Es Jueves Santo y el acontecer del milagro eucarístico se hace presencia entregada a cuantos tienen fe en Cristo del amor redentor de Dios por nosotros. Porque la Iglesia vive de la Eucaristía: ella la hace y confecciona su ritual sagrado, pero, en verdad, es la Eucaristía la que hace a la Iglesia. Todo en ella mira a la Eucaristía, memorial de la pasión, anuncio y prenda de la gloria futura.
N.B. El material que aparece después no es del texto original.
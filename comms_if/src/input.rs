//! # Human input device interface
//!
//! Events produced by the gamepad once its wire protocol has been decoded.

// ------------------------------------------------------------------------------------------------
// IMPORTS
// ------------------------------------------------------------------------------------------------

use serde::{Serialize, Deserialize};

// ------------------------------------------------------------------------------------------------
// CONSTANTS
// ------------------------------------------------------------------------------------------------

/// Full scale of a raw axis reading.
pub const AXIS_FULL_SCALE: f32 = 32767.0;

/// Axis carrying the throttle (left stick Y, up is negative).
pub const THROTTLE_AXIS: u8 = 1;

/// Axis carrying the steering (right stick X).
pub const STEERING_AXIS: u8 = 2;

// ------------------------------------------------------------------------------------------------
// ENUMS
// ------------------------------------------------------------------------------------------------

/// Directional pad presses.
#[derive(Debug, Serialize, Deserialize, Clone, Copy, PartialEq, Eq)]
pub enum DPad {
    Up,
    Down,
    Left,
    Right
}

/// Gamepad buttons.
#[derive(Debug, Serialize, Deserialize, Clone, Copy, PartialEq, Eq, Hash)]
pub enum Button {
    A,
    B,
    X,
    Y,
    L,
    R,
    Plus,
    Minus,
    Home
}

/// A single decoded input event.
#[derive(Debug, Serialize, Deserialize, Clone, Copy, PartialEq)]
pub enum InputEvent {
    DPad(DPad),
    ButtonPress(Button),
    ButtonRelease(Button),

    /// A raw axis reading in `[-32767, 32767]`
    Axis {
        axis: u8,
        value: i16
    }
}

// ------------------------------------------------------------------------------------------------
// PUBLIC FUNCTIONS
// ------------------------------------------------------------------------------------------------

/// Normalise a raw axis reading into `[-1, 1]`.
pub fn normalise_axis(value: i16) -> f32 {
    (value as f32 / AXIS_FULL_SCALE).max(-1.0).min(1.0)
}
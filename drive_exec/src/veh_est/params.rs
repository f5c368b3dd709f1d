//! Vehicle estimator parameters

// ---------------------------------------------------------------------------
// IMPORTS
// ---------------------------------------------------------------------------

// External
use serde::Deserialize;

// ---------------------------------------------------------------------------
// DATA STRUCTURES
// ---------------------------------------------------------------------------

/// Parameters for the vehicle estimator
#[derive(Deserialize, Debug, Clone)]
#[serde(default)]
pub struct Params {
    /// Distance travelled per encoder tick
    pub meters_per_tick: f64,

    /// Consecutive stationary cycles before the gyro bias is learnt from
    /// the mean of their raw readings
    pub bias_settle_cycles: u32,

    /// Below this measured speed the car is considered stationary
    pub stationary_speed_ms: f64,

    /// Throttle commands below this are braking
    pub brake_threshold: f64,

    /// Number of cycles the speed estimate is held after braking
    pub brake_hold_cycles: u32,

    /// Per cycle decay of the held speed estimate
    pub brake_decay: f64,

    /// Servo readback at the straight ahead position
    pub servo_center: f64,

    /// Servo readback counts per unit of normalised steering
    pub servo_scale: f64,
}

impl Default for Params {
    fn default() -> Self {
        Self {
            meters_per_tick: 0.0205,
            bias_settle_cycles: 15,
            stationary_speed_ms: 0.05,
            brake_threshold: -0.05,
            brake_hold_cycles: 5,
            brake_decay: 0.95,
            servo_center: 127.0,
            servo_scale: -100.0,
        }
    }
}
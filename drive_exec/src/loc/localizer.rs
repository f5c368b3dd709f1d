//! Particle filter localiser

// ---------------------------------------------------------------------------
// IMPORTS
// ---------------------------------------------------------------------------

// External
use log::{debug, trace, warn};
use rand::{rngs::StdRng, Rng, SeedableRng};
use rand_distr::{Distribution, Normal};
use serde::Serialize;
use std::path::Path;

// Internal
use super::{landmarks, Landmark, LocError, LocParams, Particle, Pose2};
use util::maths::wrap_pi;

// ---------------------------------------------------------------------------
// DATA STRUCTURES
// ---------------------------------------------------------------------------

/// Monte-Carlo localiser over bearing-only landmark observations.
pub struct Localizer {
    params: LocParams,

    landmarks: Vec<Landmark>,

    particles: Vec<Particle>,

    /// Resampling target, swapped with `particles` so that no allocation
    /// happens in the frame loop
    scratch: Vec<Particle>,

    /// Per-particle weights computed during an update
    new_weights: Vec<f64>,

    rng: StdRng,

    /// Noise distributions, built once from the parameters
    heading_noise: Normal<f64>,
    dist_noise: Normal<f64>,
    start_pos_noise: Normal<f64>,
    start_heading_noise: Normal<f64>,

    report: StatusReport,
}

/// Monitoring quantities for the filter.
#[derive(Debug, Clone, Copy, Default, Serialize)]
pub struct StatusReport {
    /// Effective sample size after the last update
    pub neff: f64,

    /// True if the last update resampled the particle set
    pub resampled: bool,

    /// Number of weight updates applied
    pub num_updates: u64,

    /// Number of updates discarded because every weight collapsed to zero
    pub num_degenerate_updates: u64,

    /// Number of observations skipped because no particle could associate
    /// them with a landmark
    pub num_unmatched_observations: u64,

    /// Number of predictions skipped because of non-finite odometry
    pub num_rejected_predictions: u64,
}

// ---------------------------------------------------------------------------
// IMPLEMENTATIONS
// ---------------------------------------------------------------------------

impl Localizer {
    /// Create a new localiser with its particles seeded around the start
    /// pose.
    ///
    /// Landmarks must be supplied with `load_landmarks` or `set_landmarks`
    /// before the filter is updated.
    pub fn new(params: LocParams) -> Result<Self, LocError> {
        params.validate()?;

        let normal = |std: f64| {
            Normal::new(0.0, std).map_err(|e| LocError::InvalidParams(e.to_string()))
        };

        let rng = match params.seed {
            0 => StdRng::from_entropy(),
            s => StdRng::seed_from_u64(s),
        };

        let n = params.num_particles;
        let mut loc = Self {
            heading_noise: normal(params.heading_noise_rad)?,
            dist_noise: normal(params.dist_noise_frac)?,
            start_pos_noise: normal(params.start_spread_m)?,
            start_heading_noise: normal(params.start_spread_rad)?,
            params,
            landmarks: Vec::new(),
            particles: Vec::with_capacity(n),
            scratch: Vec::with_capacity(n),
            new_weights: vec![0.0; n],
            rng,
            report: StatusReport::default(),
        };

        loc.reset();

        Ok(loc)
    }

    /// Load the landmark map from a file.
    ///
    /// Returns the number of landmarks loaded.
    pub fn load_landmarks<P: AsRef<Path>>(&mut self, path: P) -> Result<usize, LocError> {
        let lms = landmarks::load(path)?;
        self.set_landmarks(lms)?;
        Ok(self.landmarks.len())
    }

    /// Replace the landmark map.
    pub fn set_landmarks(&mut self, landmarks: Vec<Landmark>) -> Result<(), LocError> {
        if landmarks.is_empty() {
            return Err(LocError::NoLandmarks);
        }
        self.landmarks = landmarks;
        Ok(())
    }

    pub fn landmarks(&self) -> &[Landmark] {
        &self.landmarks
    }

    /// Reinitialise the particles around the configured start pose.
    pub fn reset(&mut self) {
        let start = Pose2::new(
            self.params.start_x_m,
            self.params.start_y_m,
            self.params.start_heading_rad,
        );
        self.reset_to(&start);
    }

    /// Reinitialise the particles around the given pose, with the
    /// configured start spreads.
    pub fn reset_to(&mut self, pose: &Pose2) {
        let n = self.params.num_particles;
        let w = 1.0 / n as f64;

        self.particles.clear();
        for _ in 0..n {
            let p = Particle::new(
                pose.x_m + self.start_pos_noise.sample(&mut self.rng),
                pose.y_m + self.start_pos_noise.sample(&mut self.rng),
                wrap_pi(pose.heading_rad + self.start_heading_noise.sample(&mut self.rng)),
                w,
            );
            self.particles.push(p);
        }

        self.report.neff = n as f64;
        self.report.resampled = false;

        debug!("Localiser reset to {:?}", pose);
    }

    /// Replace the particle set.
    ///
    /// The set must have exactly `num_particles` entries, weights are
    /// normalised.
    pub fn set_particles(&mut self, particles: &[Particle]) -> Result<(), LocError> {
        if particles.len() != self.params.num_particles {
            return Err(LocError::InvalidParams(format!(
                "expected {} particles, found {}",
                self.params.num_particles,
                particles.len()
            )));
        }

        let sum: f64 = particles.iter().map(|p| p.weight).sum();
        if !(sum > 0.0 && sum.is_finite()) || particles.iter().any(|p| p.weight < 0.0) {
            return Err(LocError::InvalidParams("particle weights must be >= 0 with a positive sum".into()));
        }

        self.particles.clear();
        self.particles.extend(particles.iter().map(|p| Particle {
            weight: p.weight / sum,
            ..*p
        }));

        Ok(())
    }

    /// Move every particle by the odometry distance `ds_m` along its heading
    /// after turning it by `yaw_rate_rads * dt_s`, with noise.
    pub fn predict(&mut self, ds_m: f64, yaw_rate_rads: f64, dt_s: f64) {
        if !(ds_m.is_finite() && yaw_rate_rads.is_finite() && dt_s.is_finite()) {
            warn!(
                "Rejecting non-finite odometry (ds = {}, w = {}, dt = {})",
                ds_m, yaw_rate_rads, dt_s
            );
            self.report.num_rejected_predictions += 1;
            return;
        }

        let dtheta = yaw_rate_rads * dt_s;

        for p in self.particles.iter_mut() {
            p.heading_rad = wrap_pi(p.heading_rad + dtheta + self.heading_noise.sample(&mut self.rng));

            let d = ds_m * (1.0 + self.dist_noise.sample(&mut self.rng));
            p.x_m += d * p.heading_rad.cos();
            p.y_m += d * p.heading_rad.sin();
        }
    }

    /// Weight the particles by a single observed bearing to a landmark.
    ///
    /// `precision` is the inverse variance of the bearing error in
    /// 1/rad^2. Each particle associates the observation with the landmark
    /// in its field of view and range whose predicted bearing is closest,
    /// provided the residual is inside the gate. Particles with no match
    /// take the likelihood of a residual at the gate. Weights are normalised
    /// afterwards, and the set is resampled if the effective sample size
    /// falls too low.
    ///
    /// If no particle matches the observation, or every weight collapses to
    /// zero, the update is discarded.
    pub fn update_lm(&mut self, bearing_rad: f64, precision: f64) {
        if self.landmarks.is_empty() {
            warn!("Landmark update requested with no landmarks loaded");
            return;
        }

        if !bearing_rad.is_finite() || !precision.is_finite() || precision < 0.0 {
            warn!(
                "Rejecting invalid observation (bearing = {}, precision = {})",
                bearing_rad, precision
            );
            return;
        }

        let gate = Gate::from_params(&self.params);

        let mut matched = 0;
        let mut sum = 0.0;
        for (i, p) in self.particles.iter().enumerate() {
            let err = match associate(p, &self.landmarks, bearing_rad, &gate) {
                Some(e) => {
                    matched += 1;
                    e
                }
                None => gate.max_residual_rad,
            };
            let w = p.weight * (-0.5 * precision * err * err).exp();
            self.new_weights[i] = w;
            sum += w;
        }

        if matched == 0 {
            self.report.num_unmatched_observations += 1;
            trace!("No particle matches bearing {:.3}, skipping", bearing_rad);
            return;
        }

        if !(sum > 0.0 && sum.is_finite()) {
            self.report.num_degenerate_updates += 1;
            debug!("Degenerate landmark update (weight sum {}), ignoring", sum);
            return;
        }

        let mut sum_sq = 0.0;
        for (p, w) in self.particles.iter_mut().zip(self.new_weights.iter()) {
            p.weight = w / sum;
            sum_sq += p.weight * p.weight;
        }

        self.report.num_updates += 1;
        self.report.neff = 1.0 / sum_sq;
        self.report.resampled = false;

        let n = self.particles.len() as f64;
        if self.report.neff < self.params.resample_ratio * n {
            trace!("Neff {:.1} < {:.1}, resampling", self.report.neff, self.params.resample_ratio * n);
            self.resample();
        }
    }

    /// Weighted mean pose of the particle set, using the circular mean for
    /// the heading.
    pub fn location_estimate(&self) -> Pose2 {
        let mut sum_w = 0.0;
        let mut sum_x = 0.0;
        let mut sum_y = 0.0;
        let mut sum_sin = 0.0;
        let mut sum_cos = 0.0;

        for p in self.particles.iter() {
            sum_w += p.weight;
            sum_x += p.weight * p.x_m;
            sum_y += p.weight * p.y_m;
            sum_sin += p.weight * p.heading_rad.sin();
            sum_cos += p.weight * p.heading_rad.cos();
        }

        if !(sum_w > 0.0) {
            // Weights are kept normalised so this only happens for an empty
            // set, fall back to the unweighted mean
            let n = self.particles.len().max(1) as f64;
            return Pose2::new(
                self.particles.iter().map(|p| p.x_m).sum::<f64>() / n,
                self.particles.iter().map(|p| p.y_m).sum::<f64>() / n,
                self.particles
                    .iter()
                    .map(|p| p.heading_rad.sin())
                    .sum::<f64>()
                    .atan2(self.particles.iter().map(|p| p.heading_rad.cos()).sum::<f64>()),
            );
        }

        Pose2::new(sum_x / sum_w, sum_y / sum_w, sum_sin.atan2(sum_cos))
    }

    pub fn particles(&self) -> &[Particle] {
        &self.particles
    }

    pub fn params(&self) -> &LocParams {
        &self.params
    }

    /// Effective sample size of the current weights.
    pub fn neff(&self) -> f64 {
        let sum_sq: f64 = self.particles.iter().map(|p| p.weight * p.weight).sum();
        if sum_sq > 0.0 {
            1.0 / sum_sq
        } else {
            0.0
        }
    }

    pub fn report(&self) -> &StatusReport {
        &self.report
    }

    /// Low variance resampling into the scratch buffer.
    fn resample(&mut self) {
        let n = self.particles.len();
        let step = 1.0 / n as f64;

        let mut r = self.rng.gen::<f64>() * step;
        let mut c = self.particles[0].weight;
        let mut idx = 0;

        self.scratch.clear();
        for _ in 0..n {
            while r > c && idx < n - 1 {
                idx += 1;
                c += self.particles[idx].weight;
            }

            self.scratch.push(Particle {
                weight: step,
                ..self.particles[idx]
            });

            r += step;
        }

        std::mem::swap(&mut self.particles, &mut self.scratch);

        self.report.resampled = true;
        self.report.neff = n as f64;
    }
}

// ---------------------------------------------------------------------------
// PRIVATE FUNCTIONS
// ---------------------------------------------------------------------------

/// Visibility and residual limits for associating an observation.
struct Gate {
    min_range_sq: f64,
    max_range_sq: f64,
    fov_half_rad: f64,
    max_residual_rad: f64,
}

impl Gate {
    fn from_params(params: &LocParams) -> Self {
        Self {
            min_range_sq: params.min_landmark_range_m.powi(2),
            max_range_sq: params.max_landmark_range_m.powi(2),
            fov_half_rad: params.fov_half_rad,
            max_residual_rad: params.max_bearing_residual_rad,
        }
    }
}

/// Absolute bearing residual to the landmark that best explains the
/// observation from the particle's pose.
///
/// Only landmarks within range and inside the field of view are candidates.
/// Returns `None` if no candidate is within the residual gate.
fn associate(p: &Particle, landmarks: &[Landmark], bearing_rad: f64, gate: &Gate) -> Option<f64> {
    let mut best: Option<f64> = None;

    for lm in landmarks {
        let dx = lm.x_m - p.x_m;
        let dy = lm.y_m - p.y_m;

        let range_sq = dx * dx + dy * dy;
        if range_sq < gate.min_range_sq || range_sq > gate.max_range_sq {
            continue;
        }

        let predicted = wrap_pi(dy.atan2(dx) - p.heading_rad);
        if predicted.abs() > gate.fov_half_rad {
            continue;
        }

        let err = wrap_pi(bearing_rad - predicted).abs();
        if err > gate.max_residual_rad {
            continue;
        }

        if best.map_or(true, |b| err < b) {
            best = Some(err);
        }
    }

    best
}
Nacida del amor sacrificado de Jesús, la Iglesia entrega a los bautizados la comunión eucarística que contiene el Cuerpo y la Sangre del Redentor del mundo.
Toda la acción evangelizadora de la Iglesia tiene este fin: llevar a los creyentes a participar de la vida de Dios comulgando este divino alimento. Quienes tengan dificultad para entenderlo deben revisar su concepto del cristianismo, porque la fe cristiana es fe en una Persona divina hecha carne y sangre de nuestra humana realidad. El cristianismo es confesar que Jesucristo es el Hijo de Dios encarnado por nosotros y nacido de la inmaculada Virgen María. Evangelizar es llevar a Jesús a cuantos, tocados por su palabra, preguntan por él y por su misterio. La Iglesia sólo hace lo mismo que el Bautista hiciera al señalar a Jesús y declarar públicamente: “He ahí el Cordero de Dios que quita el pecado del mundo” (Jn 1,29).
La Iglesia es el presentador y heraldo de Jesús, el predicador y la congregación de los que oyen su evangelio; la comunión de los comulgantes en su vida divina; y el sacramento, esto es, el signo viviente de quienes, siendo pecadores y al mismo tiempo llamados a la santidad, constituyen el cauce de encuentro con el Resucitado, escondido en el misterio de Dios pero viviente en la comunidad que vive de él.
No faltará quien me pregunte hoy, una vez más, que cómo puede vivir el Hijo de Dios en una sociedad pecadora como la Iglesia; y he de responderle, una vez más también: como vivió entre los pecadores cuando se hizo carne y sangre nuestra, y obtuvo así el perdón de los crímenes de todos, sin excepción, entregándose como alimento de vida. Tendré que decir a cuantos se escandalizan de los pecados de la Iglesia y la quieren pura, y tal vez la utilizan como pretexto para no ser puros ellos: ¡No tenéis derecho alguno a pedir respuesta a por qué quiso Jesús identificarse con ella! ¿No veis cumplida respuesta en su carne y sangre, que es la vuestra y la mía, la de todos, carne impura y pecadora por la que se entregó a la cruz en sacrificio redentor?
Fue así, identificado con los pecadores, como el hombre Jesús, que era Hijo de Dios, trajo la salvación al mundo. Lo ven y contemplan los que miran con ojos de fe pascual su virginal nacimiento y su pasión y muerte en cruz. ¿Entendéis mejor ahora que si no coméis el pan eucarístico que contiene enteras su divina identidad y su santa humanidad no venceréis sobre la muerte y perderéis definitivamente la vida?
Estoy seguro, queridos diocesanos, que así lo creéis vosotros, porque le amáis. Es tarea nuestra que le amen todos los que aún no le conocen y que retornen a su amor cuantos le amaron; porque sólo él es su Pastor y pasto también.